WHAT TO DO:
Print every record below exactly as written.

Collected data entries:

//! `TicketBuddy` - A Discord support-ticket bot
//!
//! This crate provides a ticket desk for a game community's Discord server:
//! users open private ticket channels, staff claim and close them, owners rate
//! the support they received, and staff follow totals, ratings and categories
//! on a dashboard backed by a persisted statistics document.

// Deny the most critical lints that could lead to bugs or security issues
#![deny(
    // Security and correctness
    unsafe_code,
    unsafe_op_in_unsafe_fn,

    // Code quality - things that are almost always bugs
    unreachable_code,
    unreachable_patterns,
    unused_must_use,

    // Documentation - broken links are bugs
    rustdoc::broken_intra_doc_links,
    rustdoc::private_intra_doc_links,
)]
// Warn on things that should be fixed but aren't necessarily bugs
#![warn(
    // Documentation - missing docs should be added gradually
    missing_docs,

    // Clippy categories for overall code quality
    clippy::all,
    clippy::pedantic,
    clippy::nursery,

    // Performance
    clippy::inefficient_to_string,
    clippy::large_types_passed_by_value,
    clippy::needless_pass_by_value,
    clippy::unnecessary_wraps,

    // Correctness
    clippy::clone_on_ref_ptr,
    clippy::dbg_macro,
    clippy::exit,
    clippy::expect_used,
    clippy::float_cmp,
    clippy::panic,
    clippy::todo,
    clippy::unimplemented,
    clippy::unwrap_used,

    // Complexity and readability
    clippy::cognitive_complexity,
    clippy::large_enum_variant,
    clippy::match_same_arms,
    clippy::too_many_lines,

    // Style consistency
    clippy::enum_glob_use,
    clippy::inconsistent_struct_constructor,
    clippy::missing_errors_doc,
    clippy::missing_panics_doc,
    clippy::must_use_candidate,
    clippy::redundant_closure_for_method_calls,
    clippy::semicolon_if_nothing_returned,
    clippy::wildcard_imports,

    // Future compatibility
    future_incompatible,
    rust_2018_idioms,
)]
// Allow some pedantic lints that are too noisy or not applicable
#![allow(
    clippy::module_name_repetitions,  // Common pattern in Rust
    clippy::missing_errors_doc,        // Will add gradually
    clippy::missing_panics_doc,        // Will add gradually
)]

// Note: `missing_docs` is set to `warn` instead of `deny` because:
// 1. Macro-generated code (e.g., `poise::command`) doesn't include docs
// 2. We want to gradually add documentation rather than block compilation

/// Discord bot interface - commands, handlers, and bot context
pub mod bot;
/// Configuration management for database and application settings
pub mod config;
/// Core business logic - framework-agnostic ticket store, statistics and dashboard operations
pub mod core;
/// SeaORM entity definitions for database tables
pub mod entities;
/// Unified error types and result handling
pub mod errors;

#[cfg(test)]
pub mod test_utils;
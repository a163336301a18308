//! Entity module - SeaORM entity definitions for the database.
//! `tickets` holds the ticket log, `system_state` holds derived documents
//! such as the statistics aggregate.

pub mod system_state;
pub mod ticket;

pub use system_state::{
    Column as SystemStateColumn, Entity as SystemState, Model as SystemStateModel,
};
pub use ticket::{
    ClaimedBy, Column as TicketColumn, Entity as Ticket, Model as TicketModel, TicketCategory,
    TicketStatus,
};
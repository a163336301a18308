//! Discord interaction handlers
//!
//! This module provides handlers for Discord interactions that are not slash
//! commands: ticket and dashboard buttons, the rating select menu, form
//! submissions and the rotating presence.

/// Button and select-menu handlers
pub mod components;
/// Ticket and feedback form handlers
pub mod modals;
/// Rotating bot presence
pub mod presence;
/// Ticket channel workflow shared with the slash commands
pub mod tickets;

use crate::{
    bot::BotData,
    errors::{Error, Result},
};
use poise::serenity_prelude as serenity;
use tracing::info;

/// Poise event handler: routes component and modal interactions.
pub async fn event_handler(
    ctx: &serenity::Context,
    event: &serenity::FullEvent,
    _framework: poise::FrameworkContext<'_, BotData, Error>,
    data: &BotData,
) -> Result<()> {
    match event {
        serenity::FullEvent::Ready { data_about_bot } => {
            info!(
                "{} is connected to {} guild(s)",
                data_about_bot.user.name,
                data_about_bot.guilds.len()
            );
        }
        serenity::FullEvent::InteractionCreate {
            interaction: serenity::Interaction::Component(component),
        } => components::handle_component(ctx, component, data).await?,
        serenity::FullEvent::InteractionCreate {
            interaction: serenity::Interaction::Modal(modal),
        } => modals::handle_modal(ctx, modal, data).await?,
        _ => {}
    }
    Ok(())
}
//! Support desk settings loaded from config.toml
//!
//! Every field has a default, so a missing file or a missing `[support]`
//! table still yields a usable configuration.

use crate::errors::{Error, Result};
use serde::Deserialize;
use std::path::Path;

/// Configuration structure representing the entire config.toml file
#[derive(Debug, Deserialize, Default, Clone)]
pub struct Config {
    /// Ticket desk behaviour and branding
    #[serde(default)]
    pub support: SupportSettings,
}

/// Settings for the ticket workflow and dashboard
#[derive(Debug, Deserialize, Clone)]
#[serde(default)]
pub struct SupportSettings {
    /// Community name shown in embeds and the bot presence
    pub brand: String,
    /// Seconds between closing a ticket and deleting its channel
    pub close_delay_secs: u64,
    /// Maximum number of messages included in a transcript
    pub transcript_limit: u8,
    /// Number of recent tickets kept in a dashboard snapshot
    pub recent_ticket_count: usize,
    /// Game server address shown by `/ip`
    pub server_address: String,
}

impl Default for SupportSettings {
    fn default() -> Self {
        Self {
            brand: "KWMC".to_string(),
            close_delay_secs: 5,
            transcript_limit: 100,
            recent_ticket_count: 10,
            server_address: "localhost:25565".to_string(),
        }
    }
}

/// Loads settings from a TOML file
///
/// # Errors
/// Returns an error if:
/// - The file cannot be read
/// - The TOML syntax is invalid
pub fn load_config<P: AsRef<Path>>(path: P) -> Result<Config> {
    let contents = std::fs::read_to_string(path.as_ref()).map_err(|e| Error::Config {
        message: format!("Failed to read config file: {e}"),
    })?;

    toml::from_str(&contents).map_err(|e| Error::Config {
        message: format!("Failed to parse config.toml: {e}"),
    })
}

/// Loads settings from `./config.toml`, falling back to defaults when the
/// file does not exist.
pub fn load_default_config() -> Result<Config> {
    let path = Path::new("config.toml");
    if !path.exists() {
        tracing::info!("No config.toml found, using default support settings");
        return Ok(Config::default());
    }
    load_config(path)
}

#[cfg(test)]
mod tests {
    #![allow(clippy::unwrap_used)]
    use super::*;

    #[test]
    fn test_parse_support_settings() {
        let toml_str = r#"
            [support]
            brand = "Blocky"
            close_delay_secs = 10
            server_address = "play.blocky.net"
        "#;

        let config: Config = toml::from_str(toml_str).unwrap();
        assert_eq!(config.support.brand, "Blocky");
        assert_eq!(config.support.close_delay_secs, 10);
        assert_eq!(config.support.server_address, "play.blocky.net");
        // Unspecified fields keep their defaults
        assert_eq!(config.support.transcript_limit, 100);
        assert_eq!(config.support.recent_ticket_count, 10);
    }

    #[test]
    fn test_empty_config_uses_defaults() {
        let config: Config = toml::from_str("").unwrap();
        assert_eq!(config.support.brand, "KWMC");
        assert_eq!(config.support.close_delay_secs, 5);
    }

    #[test]
    fn test_load_config_missing_file() {
        let result = load_config("definitely/not/here/config.toml");
        assert!(matches!(result, Err(Error::Config { .. })));
    }
}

EXERCISE RESULT:
//! `TicketBuddy` - A Discord support-ticket bot
//!
//! This crate provides a ticket desk for a game community's Discord server:
//! users open private ticket channels, staff claim and close them, owners rate
//! the support they received, and staff follow totals, ratings and categories
//! on a dashboard backed by a persisted statistics document.

// Deny the most critical lints that could lead to bugs or security issues
#![deny(
    // Security and correctness
    unsafe_code,
    unsafe_op_in_unsafe_fn,

    // Code quality - things that are almost always bugs
    unreachable_code,
    unreachable_patterns,
    unused_must_use,

    // Documentation - broken links are bugs
    rustdoc::broken_intra_doc_links,
    rustdoc::private_intra_doc_links,
)]
// Warn on things that should be fixed but aren't necessarily bugs
#![warn(
    // Documentation - missing docs should be added gradually
    missing_docs,

    // Clippy categories for overall code quality
    clippy::all,
    clippy::pedantic,
    clippy::nursery,

    // Performance
    clippy::inefficient_to_string,
    clippy::large_types_passed_by_value,
    clippy::needless_pass_by_value,
    clippy::unnecessary_wraps,

    // Correctness
    clippy::clone_on_ref_ptr,
    clippy::dbg_macro,
    clippy::exit,
    clippy::expect_used,
    clippy::float_cmp,
    clippy::panic,
    clippy::todo,
    clippy::unimplemented,
    clippy::unwrap_used,

    // Complexity and readability
    clippy::cognitive_complexity,
    clippy::large_enum_variant,
    clippy::match_same_arms,
    clippy::too_many_lines,

    // Style consistency
    clippy::enum_glob_use,
    clippy::inconsistent_struct_constructor,
    clippy::missing_errors_doc,
    clippy::missing_panics_doc,
    clippy::must_use_candidate,
    clippy::redundant_closure_for_method_calls,
    clippy::semicolon_if_nothing_returned,
    clippy::wildcard_imports,

    // Future compatibility
    future_incompatible,
    rust_2018_idioms,
)]
// Allow some pedantic lints that are too noisy or not applicable
#![allow(
    clippy::module_name_repetitions,  // Common pattern in Rust
    clippy::missing_errors_doc,        // Will add gradually
    clippy::missing_panics_doc,        // Will add gradually
)]

// Note: `missing_docs` is set to `warn` instead of `deny` because:
// 1. Macro-generated code (e.g., `poise::command`) doesn't include docs
// 2. We want to gradually add documentation rather than block compilation

/// Discord bot interface - commands, handlers, and bot context
pub mod bot;
/// Configuration management for database and application settings
pub mod config;
/// Core business logic - framework-agnostic ticket store, statistics and dashboard operations
pub mod core;
/// SeaORM entity definitions for database tables
pub mod entities;
/// Unified error types and result handling
pub mod errors;

#[cfg(test)]
pub mod test_utils;
repository a163336301a18308
//! Entity module - SeaORM entity definitions for the database.
//! `tickets` holds the ticket log, `system_state` holds derived documents
//! such as the statistics aggregate.

pub mod system_state;
pub mod ticket;

pub use system_state::{
    Column as SystemStateColumn, Entity as SystemState, Model as SystemStateModel,
};
pub use ticket::{
    ClaimedBy, Column as TicketColumn, Entity as Ticket, Model as TicketModel, TicketCategory,
    TicketStatus,
};
repository a163336301a18308
//! Discord interaction handlers
//!
//! This module provides handlers for Discord interactions that are not slash
//! commands: ticket and dashboard buttons, the rating select menu, form
//! submissions and the rotating presence.

/// Button and select-menu handlers
pub mod components;
/// Ticket and feedback form handlers
pub mod modals;
/// Rotating bot presence
pub mod presence;
/// Ticket channel workflow shared with the slash commands
pub mod tickets;

use crate::{
    bot::BotData,
    errors::{Error, Result},
};
use poise::serenity_prelude as serenity;
use tracing::info;

/// Poise event handler: routes component and modal interactions.
pub async fn event_handler(
    ctx: &serenity::Context,
    event: &serenity::FullEvent,
    _framework: poise::FrameworkContext<'_, BotData, Error>,
    data: &BotData,
) -> Result<()> {
    match event {
        serenity::FullEvent::Ready { data_about_bot } => {
            info!(
                "{} is connected to {} guild(s)",
                data_about_bot.user.name,
                data_about_bot.guilds.len()
            );
        }
        serenity::FullEvent::InteractionCreate {
            interaction: serenity::Interaction::Component(component),
        } => components::handle_component(ctx, component, data).await?,
        serenity::FullEvent::InteractionCreate {
            interaction: serenity::Interaction::Modal(modal),
        } => modals::handle_modal(ctx, modal, data).await?,
        _ => {}
    }
    Ok(())
}
//! Support desk settings loaded from config.toml
//!
//! Every field has a default, so a missing file or a missing `[support]`
//! table still yields a usable configuration.

use crate::errors::{Error, Result};
use serde::Deserialize;
use std::path::Path;

/// Configuration structure representing the entire config.toml file
#[derive(Debug, Deserialize, Default, Clone)]
pub struct Config {
    /// Ticket desk behaviour and branding
    #[serde(default)]
    pub support: SupportSettings,
}

/// Settings for the ticket workflow and dashboard
#[derive(Debug, Deserialize, Clone)]
#[serde(default)]
pub struct SupportSettings {
    /// Community name shown in embeds and the bot presence
    pub brand: String,
    /// Seconds between closing a ticket and deleting its channel
    pub close_delay_secs: u64,
    /// Maximum number of messages included in a transcript
    pub transcript_limit: u8,
    /// Number of recent tickets kept in a dashboard snapshot
    pub recent_ticket_count: usize,
    /// Game server address shown by `/ip`
    pub server_address: String,
}

impl Default for SupportSettings {
    fn default() -> Self {
        Self {
            brand: "KWMC".to_string(),
            close_delay_secs: 5,
            transcript_limit: 100,
            recent_ticket_count: 10,
            server_address: "localhost:25565".to_string(),
        }
    }
}

/// Loads settings from a TOML file
///
/// # Errors
/// Returns an error if:
/// - The file cannot be read
/// - The TOML syntax is invalid
pub fn load_config<P: AsRef<Path>>(path: P) -> Result<Config> {
    let contents = std::fs::read_to_string(path.as_ref()).map_err(|e| Error::Config {
        message: format!("Failed to read config file: {e}"),
    })?;

    toml::from_str(&contents).map_err(|e| Error::Config {
        message: format!("Failed to parse config.toml: {e}"),
    })
}

/// Loads settings from `./config.toml`, falling back to defaults when the
/// file does not exist.
pub fn load_default_config() -> Result<Config> {
    let path = Path::new("config.toml");
    if !path.exists() {
        tracing::info!("No config.toml found, using default support settings");
        return Ok(Config::default());
    }
    load_config(path)
}

#[cfg(test)]
mod tests {
    #![allow(clippy::unwrap_used)]
    use super::*;

    #[test]
    fn test_parse_support_settings() {
        let toml_str = r#"
            [support]
            brand = "Blocky"
            close_delay_secs = 10
            server_address = "play.blocky.net"
        "#;

        let config: Config = toml::from_str(toml_str).unwrap();
        assert_eq!(config.support.brand, "Blocky");
        assert_eq!(config.support.close_delay_secs, 10);
        assert_eq!(config.support.server_address, "play.blocky.net");
        // Unspecified fields keep their defaults
        assert_eq!(config.support.transcript_limit, 100);
        assert_eq!(config.support.recent_ticket_count, 10);
    }

    #[test]
    fn test_empty_config_uses_defaults() {
        let config: Config = toml::from_str("").unwrap();
        assert_eq!(config.support.brand, "KWMC");
        assert_eq!(config.support.close_delay_secs, 5);
    }

    #[test]
    fn test_load_config_missing_file() {
        let result = load_config("definitely/not/here/config.toml");
        assert!(matches!(result, Err(Error::Config { .. })));
    }
}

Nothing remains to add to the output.